Using the adjustments, for this study, age at surgery and KOOS preoperatively, might affect the achievement of MIC, as seen for meniscal injuries, as these patients might have a lower preoperative score and therefore a greater chance of achieving MIC. Results from this study can also be difficult to apply in clinic settings since our study mainly studied demographic and surgical characteristics between the no MIC and MIC groups. However, our results may assist surgeons in understanding which patients might benefit from an ACLR and which patients who might not. In line with this, the results from this study might also assist physical therapists in conveying patient expectations for rehabilitation up to 1 year after ACLR.

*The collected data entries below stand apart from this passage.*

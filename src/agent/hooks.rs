//! Lifecycle hooks around the run loop.

use async_trait::async_trait;
use tokio_util::sync::CancellationToken;

use crate::error::TarkoError;
use crate::event_stream::{AssistantMessage, Event, EventPayload, EventStream, ToolResult};

/// What a hook sees of the current run.
#[derive(Debug, Clone)]
pub struct HookContext {
    pub session_id: String,
    /// One-based iteration number; zero for `on_agent_loop_end` before the
    /// first iteration.
    pub iteration: usize,
    pub events: EventStream,
    pub cancel: CancellationToken,
}

impl HookContext {
    /// Append an event tagged with this run's session.
    pub fn emit(&self, payload: EventPayload) -> Event {
        self.events.emit_in_session(&self.session_id, payload)
    }
}

/// Extension points of the run loop.
///
/// Errors are logged and recorded as `system` events; they never end a run.
#[async_trait]
pub trait AgentHooks: Send + Sync {
    /// Before each model request. Environment state (screenshots) goes here.
    async fn on_each_agent_loop_start(&self, _ctx: &HookContext) -> Result<(), TarkoError> {
        Ok(())
    }

    /// After the tool calls of one turn finished.
    async fn on_after_tool_calls(
        &self,
        _ctx: &HookContext,
        _results: &[ToolResult],
    ) -> Result<(), TarkoError> {
        Ok(())
    }

    /// Once per run with the terminal message.
    async fn on_agent_loop_end(
        &self,
        _ctx: &HookContext,
        _message: &AssistantMessage,
    ) -> Result<(), TarkoError> {
        Ok(())
    }
}
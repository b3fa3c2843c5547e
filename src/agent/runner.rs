//! The run loop: model turn, tool calls, repeat.

use std::sync::Arc;
use std::time::Instant;

use futures::StreamExt;

use super::history::build_history;
use super::hooks::HookContext;
use super::options::RunOptions;
use super::state::ActiveRun;
use super::AgentInner;
use crate::config::debug_enabled;
use crate::engine::{ParsedModelResponse, RequestContext};
use crate::error::TarkoError;
use crate::event_stream::{
    new_message_id, AssistantMessage, EventPayload, RunEnd, RunStart, StreamingContent,
    StreamingToolCall, SystemEvent, SystemLevel, ThinkingMessage, ToolResult, UserMessage,
};
use crate::provider::{ProviderRequest, ToolDefinition};
use crate::tools::ExecutionToolsGuard;
use crate::types::FinishReason;

enum ModelPhaseOutcome {
    Ready {
        parsed: ParsedModelResponse,
        message_id: String,
        elapsed_ms: u64,
    },
    Canceled,
    Failed(TarkoError),
}

struct RunLoop<'a> {
    agent: &'a AgentInner,
    run: &'a ActiveRun,
    session_id: String,
    stream: bool,
    iteration: usize,
}

/// Drive one claimed run to its terminal message.
///
/// Recovered failures (abort, provider errors, the iteration cap) resolve
/// to a synthesized message. The run-scoped tools are removed and the run
/// released before this returns, on every path.
pub(crate) async fn execute(
    agent: Arc<AgentInner>,
    run: ActiveRun,
    tool_scope: ExecutionToolsGuard,
    options: RunOptions,
) -> AssistantMessage {
    let RunOptions {
        input,
        stream,
        session_id,
        ..
    } = options;
    // Dropped before `run`, so the overlay is gone once the agent is released.
    let _tool_scope = tool_scope;
    let session_id = session_id.unwrap_or_else(|| uuid::Uuid::new_v4().to_string());
    let started = Instant::now();

    let mut run_loop = RunLoop {
        agent: &agent,
        run: &run,
        session_id,
        stream,
        iteration: 0,
    };

    run_loop.emit(EventPayload::AgentRunStart(RunStart {
        session_id: run_loop.session_id.clone(),
        provider: agent.provider.provider_name().to_string(),
        model: agent.provider.model_id().to_string(),
        streaming: stream,
    }));
    if !input.is_empty() {
        run_loop.emit(EventPayload::UserMessage(UserMessage { content: input }));
    }
    if debug_enabled() {
        tracing::debug!(
            session_id = %run_loop.session_id,
            engine = %agent.engine.kind(),
            streaming = stream,
            "agent run started"
        );
    }

    let mut message = run_loop.drive().await;
    if run.is_cancelled() && message.finish_reason != FinishReason::Abort {
        // Aborted after the last turn was recorded.
        message = run_loop.aborted();
    }

    run_loop.after_loop(&message).await;
    let elapsed_ms = u64::try_from(started.elapsed().as_millis()).unwrap_or(u64::MAX);
    run_loop.emit(EventPayload::AgentRunEnd(RunEnd {
        session_id: run_loop.session_id.clone(),
        iterations: run_loop.iteration,
        elapsed_ms,
        finish_reason: message.finish_reason,
    }));
    if debug_enabled() {
        tracing::debug!(
            session_id = %run_loop.session_id,
            iterations = run_loop.iteration,
            elapsed_ms,
            finish_reason = %message.finish_reason,
            "agent run finished"
        );
    }
    message
}

impl RunLoop<'_> {
    fn emit(&self, payload: EventPayload) {
        self.agent.events.emit_in_session(&self.session_id, payload);
    }

    fn hook_context(&self) -> HookContext {
        HookContext {
            session_id: self.session_id.clone(),
            iteration: self.iteration,
            events: self.agent.events.clone(),
            cancel: self.run.cancel_token().clone(),
        }
    }

    fn record_hook_failure(&self, stage: &str, err: &TarkoError) {
        tracing::warn!(
            session_id = %self.session_id,
            iteration = self.iteration,
            stage,
            error = %err,
            "agent hook failed"
        );
        self.emit(EventPayload::System(SystemEvent {
            level: SystemLevel::Warning,
            message: format!("{stage} hook failed: {err}"),
            details: None,
        }));
    }

    fn aborted(&self) -> AssistantMessage {
        let message = AssistantMessage::aborted();
        self.emit(EventPayload::AssistantMessage(message.clone()));
        message
    }

    async fn drive(&mut self) -> AssistantMessage {
        loop {
            if self.run.is_cancelled() {
                return self.aborted();
            }
            if self.iteration >= self.agent.max_iterations {
                tracing::warn!(
                    session_id = %self.session_id,
                    max_iterations = self.agent.max_iterations,
                    "iteration limit reached"
                );
                let message = AssistantMessage::synthesized(
                    format!(
                        "Reached the maximum of {} iterations",
                        self.agent.max_iterations
                    ),
                    FinishReason::Length,
                );
                self.emit(EventPayload::AssistantMessage(message.clone()));
                return message;
            }
            self.iteration += 1;

            self.before_turn().await;
            if self.run.is_cancelled() {
                return self.aborted();
            }

            let request = self.build_request();
            let (parsed, message_id, elapsed_ms) = match self.model_phase(&request).await {
                ModelPhaseOutcome::Ready {
                    parsed,
                    message_id,
                    elapsed_ms,
                } => (parsed, message_id, elapsed_ms),
                ModelPhaseOutcome::Canceled => return self.aborted(),
                ModelPhaseOutcome::Failed(err) => return self.provider_failure(err),
            };

            if let Some(reasoning) = &parsed.reasoning_content {
                self.emit(EventPayload::AssistantThinkingMessage(ThinkingMessage {
                    content: reasoning.clone(),
                    message_id: message_id.clone(),
                }));
            }
            let message = AssistantMessage {
                content: parsed.content,
                raw_content: parsed.raw_content,
                reasoning_content: parsed.reasoning_content,
                tool_calls: parsed.tool_calls,
                finish_reason: parsed.finish_reason,
                message_id,
                elapsed_ms: Some(elapsed_ms),
            };
            self.emit(EventPayload::AssistantMessage(message.clone()));

            if message.tool_calls.is_empty() {
                return message;
            }

            let results = self
                .agent
                .dispatcher
                .process_tool_calls(&message.tool_calls, &self.session_id, self.run.cancel_token())
                .await;
            if self.run.is_cancelled() {
                return self.aborted();
            }
            self.after_tool_calls(&results).await;
        }
    }

    fn build_request(&self) -> ProviderRequest {
        let engine = self.agent.engine.as_ref();
        let tools: Vec<ToolDefinition> = self
            .agent
            .registry
            .tools()
            .iter()
            .map(|tool| tool.definition())
            .collect();
        let system_prompt = engine.prepare_system_prompt(&self.agent.instructions, &tools);
        let messages = build_history(&self.agent.events.get_events(), engine, self.agent.max_images);
        if debug_enabled() {
            tracing::debug!(
                session_id = %self.session_id,
                iteration = self.iteration,
                messages = messages.len(),
                tools = tools.len(),
                "prepared model request"
            );
        }
        engine.prepare_request(RequestContext {
            model: self.agent.provider.model_id().to_string(),
            system_prompt,
            messages,
            tools,
            settings: self.agent.settings.clone(),
            stream: self.stream,
        })
    }

    async fn model_phase(&self, request: &ProviderRequest) -> ModelPhaseOutcome {
        let cancel = self.run.cancel_token();
        let engine = self.agent.engine.as_ref();
        let started = Instant::now();

        let opened = tokio::select! {
            biased;
            _ = cancel.cancelled() => return ModelPhaseOutcome::Canceled,
            opened = self.agent.provider.create_chat_completion(request, cancel.child_token()) => opened,
        };
        let mut chunks = match opened {
            Ok(chunks) => chunks,
            Err(err) => return ModelPhaseOutcome::Failed(err),
        };

        let message_id = new_message_id();
        let mut state = engine.init_stream_state();
        loop {
            let next = tokio::select! {
                biased;
                _ = cancel.cancelled() => return ModelPhaseOutcome::Canceled,
                next = chunks.next() => next,
            };
            let chunk = match next {
                None => break,
                Some(Ok(chunk)) => chunk,
                Some(Err(err)) => return ModelPhaseOutcome::Failed(err),
            };
            let update = engine.process_streaming_chunk(&chunk, &mut state);
            if !self.stream {
                continue;
            }
            if !update.reasoning_content.is_empty() {
                self.emit(EventPayload::AssistantStreamingThinkingMessage(StreamingContent {
                    content: update.reasoning_content,
                    message_id: message_id.clone(),
                    is_complete: false,
                }));
            }
            if !update.content.is_empty() {
                self.emit(EventPayload::AssistantStreamingMessage(StreamingContent {
                    content: update.content,
                    message_id: message_id.clone(),
                    is_complete: false,
                }));
            }
            for call in update.tool_calls {
                self.emit(EventPayload::AssistantStreamingToolCall(StreamingToolCall {
                    tool_call_id: call.tool_call_id,
                    tool_name: call.tool_name,
                    arguments_delta: call.arguments_delta,
                    message_id: message_id.clone(),
                    is_complete: false,
                }));
            }
        }

        if self.stream {
            self.emit(EventPayload::AssistantStreamingMessage(StreamingContent {
                content: String::new(),
                message_id: message_id.clone(),
                is_complete: true,
            }));
        }
        let parsed = engine.finalize_stream_processing(state);
        let elapsed_ms = u64::try_from(started.elapsed().as_millis()).unwrap_or(u64::MAX);
        if debug_enabled() {
            tracing::debug!(
                session_id = %self.session_id,
                iteration = self.iteration,
                tool_calls = parsed.tool_calls.len(),
                finish_reason = %parsed.finish_reason,
                elapsed_ms,
                "model turn finished"
            );
        }
        ModelPhaseOutcome::Ready {
            parsed,
            message_id,
            elapsed_ms,
        }
    }

    fn provider_failure(&self, err: TarkoError) -> AssistantMessage {
        tracing::warn!(
            session_id = %self.session_id,
            iteration = self.iteration,
            error = %err,
            retryable = err.is_retryable(),
            "model request failed"
        );
        self.run.fail();
        self.emit(EventPayload::System(SystemEvent {
            level: SystemLevel::Error,
            message: err.to_string(),
            details: Some(serde_json::json!({ "category": err.category().to_string() })),
        }));
        let message = AssistantMessage::synthesized(err.to_string(), FinishReason::Error);
        self.emit(EventPayload::AssistantMessage(message.clone()));
        message
    }

    async fn before_turn(&self) {
        let ctx = self.hook_context();
        for hook in &self.agent.hooks {
            let outcome = tokio::select! {
                biased;
                _ = ctx.cancel.cancelled() => return,
                outcome = hook.on_each_agent_loop_start(&ctx) => outcome,
            };
            if let Err(err) = outcome {
                self.record_hook_failure("on_each_agent_loop_start", &err);
            }
        }
    }

    async fn after_tool_calls(&self, results: &[ToolResult]) {
        let ctx = self.hook_context();
        for hook in &self.agent.hooks {
            if let Err(err) = hook.on_after_tool_calls(&ctx, results).await {
                self.record_hook_failure("on_after_tool_calls", &err);
            }
        }
    }

    async fn after_loop(&self, message: &AssistantMessage) {
        let ctx = self.hook_context();
        for hook in &self.agent.hooks {
            if let Err(err) = hook.on_agent_loop_end(&ctx, message).await {
                self.record_hook_failure("on_agent_loop_end", &err);
            }
        }
    }
}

Finally, the statistically significant differences found in this study were small, thus, significant results might not have been clinically relevant. In addition, there was a large number of missing data in several items when comparing the two groups (MIC vs no MIC), for example, there were 1500 cases of missing BMI data in the No MIC group in the KOOS Sport/Rec. Results from this study should therefore be interpreted with caution.